The album is launched with “Obsidian Counterpoint,” a string of flute notes looped over shimmering tempos. It is a bucolic beginning that eventually dissolves into submerged atmospherics. “Music of the Air” follows with angelic voices crying out in a spliced chorus. The humble church organ is deconstructed and then amplified, its fuzzed notes feeding heavily into “Bijie Dream.” At this point we encounter a windstorm of static, and synth notes are jettisoned as some aural reckoning looms on the horizon. Fragments of the choir are reformed for “Violet Monumental I,” now chanting in panicked confusion.

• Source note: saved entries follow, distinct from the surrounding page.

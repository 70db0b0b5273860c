//! Birth parameters of an instrument and their validation.
//!
//! Nothing here talks to an ephemeris; every malformed input is rejected
//! before a chart is built.

use chrono::{Duration, NaiveDate, NaiveDateTime};
use lazy_static::lazy_static;
use regex::Regex;
use serde::{Deserialize, Serialize};
use std::fmt;

use crate::ephemeris::GeoLocation;
use crate::error::InputError;

pub const DATE_FORMAT: &str = "%Y/%m/%d";
pub const DATETIME_FORMAT: &str = "%Y/%m/%d %H:%M";

lazy_static! {
    static ref COORDINATE_RE: Regex =
        Regex::new(r"^([+-]?\d+(?:\.\d+)?)([NnSsEeWw])$").expect("coordinate pattern");
    static ref UTC_OFFSET_RE: Regex =
        Regex::new(r"^([+-])(\d{1,2}):(\d{2})$").expect("utc offset pattern");
}

#[derive(Debug, Clone, Copy, PartialEq, Eq, Serialize, Deserialize)]
pub enum Axis {
    Latitude,
    Longitude,
}

impl Axis {
    fn limit(self) -> f64 {
        match self {
            Axis::Latitude => 90.0,
            Axis::Longitude => 180.0,
        }
    }

    fn accepts(self, hemisphere: char) -> bool {
        match self {
            Axis::Latitude => matches!(hemisphere, 'N' | 'S'),
            Axis::Longitude => matches!(hemisphere, 'E' | 'W'),
        }
    }
}

impl fmt::Display for Axis {
    fn fmt(&self, f: &mut fmt::Formatter<'_>) -> fmt::Result {
        match self {
            Axis::Latitude => f.write_str("latitude"),
            Axis::Longitude => f.write_str("longitude"),
        }
    }
}

/// Parse `+HH:MM` / `-HH:MM` into signed fractional hours.
pub fn parse_utc_offset(raw: &str) -> Result<f64, InputError> {
    let invalid = || InputError::InvalidUtcOffset(raw.to_string());
    let caps = UTC_OFFSET_RE.captures(raw.trim()).ok_or_else(invalid)?;

    let sign = if &caps[1] == "-" { -1.0 } else { 1.0 };
    let hours: u32 = caps[2].parse().map_err(|_| invalid())?;
    let minutes: u32 = caps[3].parse().map_err(|_| invalid())?;
    if hours > 23 || minutes > 59 {
        return Err(invalid());
    }

    let offset = sign * (hours as f64 + minutes as f64 / 60.0);
    log::debug!("Parsed UTC offset: {}", offset);
    Ok(offset)
}

/// Parse a hemisphere-suffixed coordinate such as `10.7769N` or `106.7009E`.
pub fn parse_coordinate(raw: &str, axis: Axis) -> Result<f64, InputError> {
    let invalid = || InputError::InvalidCoordinate {
        axis,
        value: raw.to_string(),
    };
    let caps = COORDINATE_RE.captures(raw.trim()).ok_or_else(invalid)?;

    let magnitude: f64 = caps[1].parse().map_err(|_| invalid())?;
    let hemisphere = caps[2]
        .chars()
        .next()
        .map(|c| c.to_ascii_uppercase())
        .ok_or_else(invalid)?;
    if !axis.accepts(hemisphere) {
        return Err(invalid());
    }

    let value = if matches!(hemisphere, 'S' | 'W') {
        -magnitude
    } else {
        magnitude
    };
    if value.abs() > axis.limit() {
        return Err(InputError::CoordinateOutOfRange { axis, value });
    }

    log::debug!("Parsed {}: {}", axis, value);
    Ok(value)
}

/// Parse a `YYYY/MM/DD` calendar date.
pub fn parse_date(raw: &str) -> Result<NaiveDate, InputError> {
    NaiveDate::parse_from_str(raw.trim(), DATE_FORMAT)
        .map_err(|_| InputError::InvalidDate(raw.to_string()))
}

fn parse_local_datetime(date: &str, time: &str) -> Result<NaiveDateTime, InputError> {
    let joined = format!("{} {}", date.trim(), time.trim());
    NaiveDateTime::parse_from_str(&joined, DATETIME_FORMAT)
        .map_err(|_| InputError::InvalidDateTime(joined))
}

/// Unvalidated birth parameters, as typed by a user or read from a registry.
#[derive(Debug, Clone, Default, PartialEq, Serialize, Deserialize)]
pub struct BirthParams {
    pub instrument: String,
    pub birth_date: Option<String>,
    pub birth_time: Option<String>,
    pub birth_location: Option<String>,
    pub lat: Option<String>,
    pub lon: Option<String>,
    pub utc_offset: Option<String>,
}

impl BirthParams {
    pub fn new(instrument: impl Into<String>) -> Self {
        Self {
            instrument: instrument.into(),
            ..Self::default()
        }
    }

    /// Fill every missing field from `fallback`; fields already set win.
    pub fn or(self, fallback: BirthParams) -> BirthParams {
        BirthParams {
            instrument: self.instrument,
            birth_date: self.birth_date.or(fallback.birth_date),
            birth_time: self.birth_time.or(fallback.birth_time),
            birth_location: self.birth_location.or(fallback.birth_location),
            lat: self.lat.or(fallback.lat),
            lon: self.lon.or(fallback.lon),
            utc_offset: self.utc_offset.or(fallback.utc_offset),
        }
    }

    pub fn validate(&self) -> Result<BirthData, InputError> {
        BirthData::parse(self)
    }
}

fn required<'a>(value: &'a Option<String>, name: &'static str) -> Result<&'a str, InputError> {
    value
        .as_deref()
        .map(str::trim)
        .filter(|v| !v.is_empty())
        .ok_or(InputError::MissingParameter(name))
}

/// Validated birth data of an instrument
#[derive(Debug, Clone, PartialEq, Serialize, Deserialize)]
pub struct BirthData {
    pub instrument: String,
    pub location: String,
    /// Civil local date-time of the birth moment
    pub local: NaiveDateTime,
    /// Signed hours east of UTC
    pub utc_offset_hours: f64,
    pub geo: GeoLocation,
}

impl BirthData {
    pub fn parse(params: &BirthParams) -> Result<Self, InputError> {
        let birth_date = required(&params.birth_date, "birth_date")?;
        let birth_time = required(&params.birth_time, "birth_time")?;
        let location = required(&params.birth_location, "birth_location")?;
        let lat = required(&params.lat, "lat")?;
        let lon = required(&params.lon, "lon")?;
        let utc_offset = required(&params.utc_offset, "utc_offset")?;

        let utc_offset_hours = parse_utc_offset(utc_offset)?;
        let geo = GeoLocation {
            lat: parse_coordinate(lat, Axis::Latitude)?,
            lon: parse_coordinate(lon, Axis::Longitude)?,
        };
        let local = parse_local_datetime(birth_date, birth_time)?;

        Ok(Self {
            instrument: params.instrument.clone(),
            location: location.to_string(),
            local,
            utc_offset_hours,
            geo,
        })
    }

    /// Birth moment in UTC.
    pub fn utc(&self) -> NaiveDateTime {
        let offset_seconds = (self.utc_offset_hours * 3600.0).round() as i64;
        self.local - Duration::seconds(offset_seconds)
    }
}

The wreckage is realized on lead single “Castrati Sack” where sound textures oscillate with urgency. It seems that we capsize and flounder through waves of feedback, enchanted by a siren’s song of sustained vocals. “Collapse Sonata” is awash in placid tones, providing time for floating before the unholy hymns are reprised. We relinquish buoyancy during the early minutes of “Black Phase,” the mournful closer. Extended chimes are shattered by thundering chords, and the choir sings a monosyllabic elegy.
On Love Streams, Tim Hecker manages to drag something foreign out of familiar waters. The voice collages add a spiritual element to his stormy drones, and as anyone familiar with his live performances already knows, the artist is quite fond of playing darkened churches. These choir samples, in their altered and sculpted form, lead a procession to some watery grave. The listener is lost in a digital whirlpool, swept up in the torrent of sounds. It is a sweet demise and we welcome it gladly, as voices continue singing from the shoreline.